Agent forwarding should be enabled with caution. Users with the ability to bypass file permissions on the remote host (for the agent's UNIX-domain socket) can access the local agent through the forwarded connection. An attacker cannot obtain key material from the agent, however they can perform operations on the keys that enable them to authenticate using the identities loaded into the agent. […]

It's not explicitly stated, but the concern is valid for any authentication agent, not only in case of ssh -A. It's considered in the context of ssh -A because before ssh -A you usually deal with an agent that loads keys from regular files present in the same system; so if an attacker (e.g. a dishonest admin with root access) can bypass file permissions of the socket then they probably can bypass file permissions of the keys and get the keys in the first place. Access to the keys is more valuable because one can copy a key file and use it later. Access to an agent is less valuable because one can use the agent to authenticate only as long as the agent runs.

In our case a remote agent holds your local keys that don't exist as files in the remote OS, so the situation is similar to regular ssh -A even in the "normal procedure" where we don't use ssh -A: there are no precious files to steal on the remote side, an attacker there may try to get less precious access to the agent.

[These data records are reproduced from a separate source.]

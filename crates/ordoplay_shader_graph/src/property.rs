// SPDX-License-Identifier: MIT OR Apache-2.0
//! Exposed graph properties and their mapping onto slots.

use crate::settings::Precision;
use crate::slot::{Slot, SlotDirection, SlotId, SlotValue, SlotValueType, TextureRef};
use serde::{Deserialize, Serialize};
use std::fmt;
use std::str::FromStr;
use uuid::Uuid;

/// Kind of an exposed property
#[derive(Debug, Clone, Copy, PartialEq, Eq, Hash, Serialize, Deserialize)]
pub enum PropertyKind {
    /// RGBA color
    Color,
    /// 2D texture
    Texture,
    /// Cubemap texture
    Cubemap,
    /// Scalar
    Float,
    /// 2D vector
    Vector2,
    /// 3D vector
    Vector3,
    /// 4D vector
    Vector4,
    /// 2x2 matrix
    Matrix2,
    /// 3x3 matrix
    Matrix3,
    /// 4x4 matrix
    Matrix4,
    /// Boolean toggle, material-level only
    Boolean,
}

impl PropertyKind {
    /// Every property kind
    pub const ALL: [PropertyKind; 11] = [
        Self::Color,
        Self::Texture,
        Self::Cubemap,
        Self::Float,
        Self::Vector2,
        Self::Vector3,
        Self::Vector4,
        Self::Matrix2,
        Self::Matrix3,
        Self::Matrix4,
        Self::Boolean,
    ];

    /// Name of this kind
    pub fn name(&self) -> &'static str {
        match self {
            Self::Color => "Color",
            Self::Texture => "Texture",
            Self::Cubemap => "Cubemap",
            Self::Float => "Float",
            Self::Vector2 => "Vector2",
            Self::Vector3 => "Vector3",
            Self::Vector4 => "Vector4",
            Self::Matrix2 => "Matrix2",
            Self::Matrix3 => "Matrix3",
            Self::Matrix4 => "Matrix4",
            Self::Boolean => "Boolean",
        }
    }
}

impl fmt::Display for PropertyKind {
    fn fmt(&self, f: &mut fmt::Formatter<'_>) -> fmt::Result {
        f.write_str(self.name())
    }
}

impl FromStr for PropertyKind {
    type Err = PropertyError;

    fn from_str(s: &str) -> Result<Self, Self::Err> {
        Self::ALL
            .into_iter()
            .find(|kind| kind.name().eq_ignore_ascii_case(s))
            .ok_or_else(|| PropertyError::UnknownKind(s.to_string()))
    }
}

/// Property errors
#[derive(Debug, Clone, PartialEq, thiserror::Error)]
pub enum PropertyError {
    /// The kind has no slot representation
    #[error("Property kind {0} cannot be exposed as a slot")]
    UnsupportedKind(PropertyKind),

    /// The kind name is not recognised
    #[error("Unknown property kind: {0}")]
    UnknownKind(String),
}

/// Map a property kind onto the slot value type that carries it
pub fn slot_type_for(kind: PropertyKind) -> Result<SlotValueType, PropertyError> {
    Ok(match kind {
        PropertyKind::Color => SlotValueType::Vector4,
        PropertyKind::Texture => SlotValueType::Texture2D,
        PropertyKind::Cubemap => SlotValueType::Cubemap,
        PropertyKind::Float => SlotValueType::Vector1,
        PropertyKind::Vector2 => SlotValueType::Vector2,
        PropertyKind::Vector3 => SlotValueType::Vector3,
        PropertyKind::Vector4 => SlotValueType::Vector4,
        PropertyKind::Matrix2 => SlotValueType::Matrix2,
        PropertyKind::Matrix3 => SlotValueType::Matrix3,
        PropertyKind::Matrix4 => SlotValueType::Matrix4,
        other @ PropertyKind::Boolean => return Err(PropertyError::UnsupportedKind(other)),
    })
}

/// Default value of a property, typed per kind
#[derive(Debug, Clone, PartialEq, Serialize, Deserialize)]
pub enum PropertyValue {
    /// RGBA color
    Color([f32; 4]),
    /// Bound default texture
    Texture(Option<TextureRef>),
    /// Bound default cubemap
    Cubemap(Option<TextureRef>),
    /// Scalar
    Float(f32),
    /// 2D vector
    Vector2([f32; 2]),
    /// 3D vector
    Vector3([f32; 3]),
    /// 4D vector
    Vector4([f32; 4]),
    /// 2x2 matrix
    Matrix2([[f32; 2]; 2]),
    /// 3x3 matrix
    Matrix3([[f32; 3]; 3]),
    /// 4x4 matrix
    Matrix4([[f32; 4]; 4]),
    /// Boolean
    Boolean(bool),
}

impl PropertyValue {
    /// Kind of this value
    pub fn kind(&self) -> PropertyKind {
        match self {
            Self::Color(_) => PropertyKind::Color,
            Self::Texture(_) => PropertyKind::Texture,
            Self::Cubemap(_) => PropertyKind::Cubemap,
            Self::Float(_) => PropertyKind::Float,
            Self::Vector2(_) => PropertyKind::Vector2,
            Self::Vector3(_) => PropertyKind::Vector3,
            Self::Vector4(_) => PropertyKind::Vector4,
            Self::Matrix2(_) => PropertyKind::Matrix2,
            Self::Matrix3(_) => PropertyKind::Matrix3,
            Self::Matrix4(_) => PropertyKind::Matrix4,
            Self::Boolean(_) => PropertyKind::Boolean,
        }
    }

    /// Slot value equivalent of this property value
    pub fn to_slot_value(&self) -> Result<SlotValue, PropertyError> {
        Ok(match self {
            Self::Color(v) | Self::Vector4(v) => SlotValue::Vector4(*v),
            Self::Texture(t) => SlotValue::Texture2D(t.clone()),
            Self::Cubemap(t) => SlotValue::Cubemap(t.clone()),
            Self::Float(v) => SlotValue::Vector1(*v),
            Self::Vector2(v) => SlotValue::Vector2(*v),
            Self::Vector3(v) => SlotValue::Vector3(*v),
            Self::Matrix2(m) => SlotValue::Matrix2(*m),
            Self::Matrix3(m) => SlotValue::Matrix3(*m),
            Self::Matrix4(m) => SlotValue::Matrix4(*m),
            Self::Boolean(_) => return Err(PropertyError::UnsupportedKind(self.kind())),
        })
    }
}

/// A property exposed by a graph
#[derive(Debug, Clone, PartialEq, Serialize, Deserialize)]
pub struct Property {
    /// Globally unique property id
    pub guid: Uuid,
    /// Name shown to the user
    pub display_name: String,
    /// Name used in generated code
    pub reference_name: String,
    /// Default value, which also determines the kind
    pub value: PropertyValue,
}

impl Property {
    /// Create a property with a generated reference name
    pub fn new(display_name: impl Into<String>, value: PropertyValue) -> Self {
        let guid = Uuid::new_v4();
        let reference_name = format!("{}_{}", value.kind().name(), &guid.simple().to_string()[..8]);
        Self {
            guid,
            display_name: display_name.into(),
            reference_name,
            value,
        }
    }

    /// Set the reference name
    pub fn with_reference_name(mut self, reference_name: impl Into<String>) -> Self {
        self.reference_name = reference_name.into();
        self
    }

    /// Property kind
    pub fn kind(&self) -> PropertyKind {
        self.value.kind()
    }

    /// Identity of the slot that carries this property on a wrapper node
    pub fn slot_id(&self) -> SlotId {
        SlotId::from_guid(self.guid)
    }

    /// Slot value type for this property
    pub fn slot_type(&self) -> Result<SlotValueType, PropertyError> {
        slot_type_for(self.kind())
    }

    /// Build the input slot that carries this property
    ///
    /// Texture and cubemap slots receive the property's bound resource as
    /// their default.
    pub fn to_input_slot(&self) -> Result<Slot, PropertyError> {
        let value_type = self.slot_type()?;
        let slot = Slot::new(
            self.slot_id(),
            self.display_name.clone(),
            self.reference_name.clone(),
            SlotDirection::Input,
            value_type,
        );
        Ok(slot.with_default(self.value.to_slot_value()?))
    }

    /// Literal for the default value, `None` for textures
    pub fn default_literal(&self, precision: Precision) -> Option<String> {
        self.value.to_slot_value().ok()?.to_shader_literal(precision)
    }

    /// Parameter declaration for a function signature
    pub fn argument_declaration(&self, precision: Precision) -> Result<String, PropertyError> {
        let name = &self.reference_name;
        Ok(match self.slot_type()? {
            SlotValueType::Texture2D => format!("TEXTURE2D_ARGS({name}, sampler{name})"),
            SlotValueType::Cubemap => format!("TEXTURECUBE_ARGS({name}, sampler{name})"),
            other => format!("{} {name}", other.shader_type(precision)),
        })
    }
}

#[cfg(test)]
mod tests {
    use super::*;

    #[test]
    fn test_mapping_table() {
        let expected = [
            (PropertyKind::Color, SlotValueType::Vector4),
            (PropertyKind::Texture, SlotValueType::Texture2D),
            (PropertyKind::Cubemap, SlotValueType::Cubemap),
            (PropertyKind::Float, SlotValueType::Vector1),
            (PropertyKind::Vector2, SlotValueType::Vector2),
            (PropertyKind::Vector3, SlotValueType::Vector3),
            (PropertyKind::Vector4, SlotValueType::Vector4),
            (PropertyKind::Matrix2, SlotValueType::Matrix2),
            (PropertyKind::Matrix3, SlotValueType::Matrix3),
            (PropertyKind::Matrix4, SlotValueType::Matrix4),
        ];
        for (kind, slot_type) in expected {
            assert_eq!(slot_type_for(kind), Ok(slot_type), "{kind}");
        }
    }

    #[test]
    fn test_unsupported_kind() {
        assert_eq!(
            slot_type_for(PropertyKind::Boolean),
            Err(PropertyError::UnsupportedKind(PropertyKind::Boolean))
        );
        let toggle = Property::new("Toggle", PropertyValue::Boolean(true));
        assert!(toggle.to_input_slot().is_err());
    }

    #[test]
    fn test_kind_from_str() {
        assert_eq!("vector3".parse::<PropertyKind>(), Ok(PropertyKind::Vector3));
        assert_eq!(
            "Gradient".parse::<PropertyKind>(),
            Err(PropertyError::UnknownKind("Gradient".to_string()))
        );
    }

    #[test]
    fn test_texture_default_is_carried() {
        let texture = TextureRef("Textures/Noise.png".to_string());
        let property = Property::new("Noise", PropertyValue::Texture(Some(texture.clone())));
        let slot = property.to_input_slot().unwrap();

        assert_eq!(slot.id, property.slot_id());
        assert_eq!(slot.value_type, SlotValueType::Texture2D);
        assert_eq!(slot.default_value.texture(), Some(&texture));
        assert_eq!(slot.shader_output_name, property.reference_name);
    }

    #[test]
    fn test_argument_declarations() {
        let p = Precision::Float;
        let tint = Property::new("Tint", PropertyValue::Color([1.0; 4])).with_reference_name("Tint");
        let sky = Property::new("Sky", PropertyValue::Cubemap(None)).with_reference_name("Sky");
        assert_eq!(tint.argument_declaration(p).unwrap(), "float4 Tint");
        assert_eq!(sky.argument_declaration(p).unwrap(), "TEXTURECUBE_ARGS(Sky, samplerSky)");
        assert_eq!(tint.default_literal(p).unwrap(), "float4(1, 1, 1, 1)");
    }
}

However our situation is less secure than a case of regular ssh -A from local to remote, because a remote attacker may try to peek at the memory of the running agent, the keys are there. This angle of attack is not available to them in case of a regular ssh -A where the agent runs in your local computer. In other words: our procedure ("easy" or "normal") does copy your key(s) to the remote system, but at least to the memory of the remote ssh-agent process, not to a remote filesystem.
Locally anyone with access to ssh-agent-socket is able to use the agent, if the tunnel still works and if the remote agent still works and if they initiate their connection before you remove the socket or the remote symlink. If you are the only user then it's safe. If there are other users then you'd better work (i.e. create ssh-agent-socket) in a directory nobody else has access to. It's true ssh-agent-socket created by our ssh -L reports as rw------- (600), but I'm not sure if it was created like this. I cannot tell if there was a time window just after the creation, when the mode may have been less restrictive, and it was fixed "right away". It may have been a window of opportunity for an attacker when the mode was less restrictive.

Your question is tagged linux. In Linux permissions for sockets matter. In general they may be irrelevant. See man 7 unix:

On Linux, connecting to a stream socket object requires write permission on that socket; sending a datagram to a datagram socket likewise requires write permission on that socket. POSIX does not make any statement about the effect of the permissions on a socket file, and on some systems (e.g., older BSDs), the socket permissions are ignored. Portable programs should not rely on this feature for security.

Anyway, when there are more local users, a good practice for us is to create a private directory with mktemp -d and work in it. mktemp -d creates a directory inaccessible to others from its very birth. In the "easy procedure" a local socket should be created in a private directory automatically (sshd by itself does the job of mktemp -d), so you don't have to worry.

All this is irrelevant in case of a local attacker who can bypass file permissions, e.g. a dishonest admin with root access, but it matters for securing against rogue regular users.
On the remote side you're safe from rogue regular users, at least on Linux. Even if you put ssh-agent-symlink in a directory accessible to others, the mode of the target file will matter; in our case: of the socket created by ssh-agent. This socket should already be secured (in my Debian it gets created in a private temporary directory, ssh-agent by itself does the job of mktemp -d). It seems there are systems where permissions of the symlink matter. When in doubt, modify the procedure so the remote symlink is created in a private directory; or create the tunnel after ssh-agent and point to the remote socket directly, you won't need a symlink then.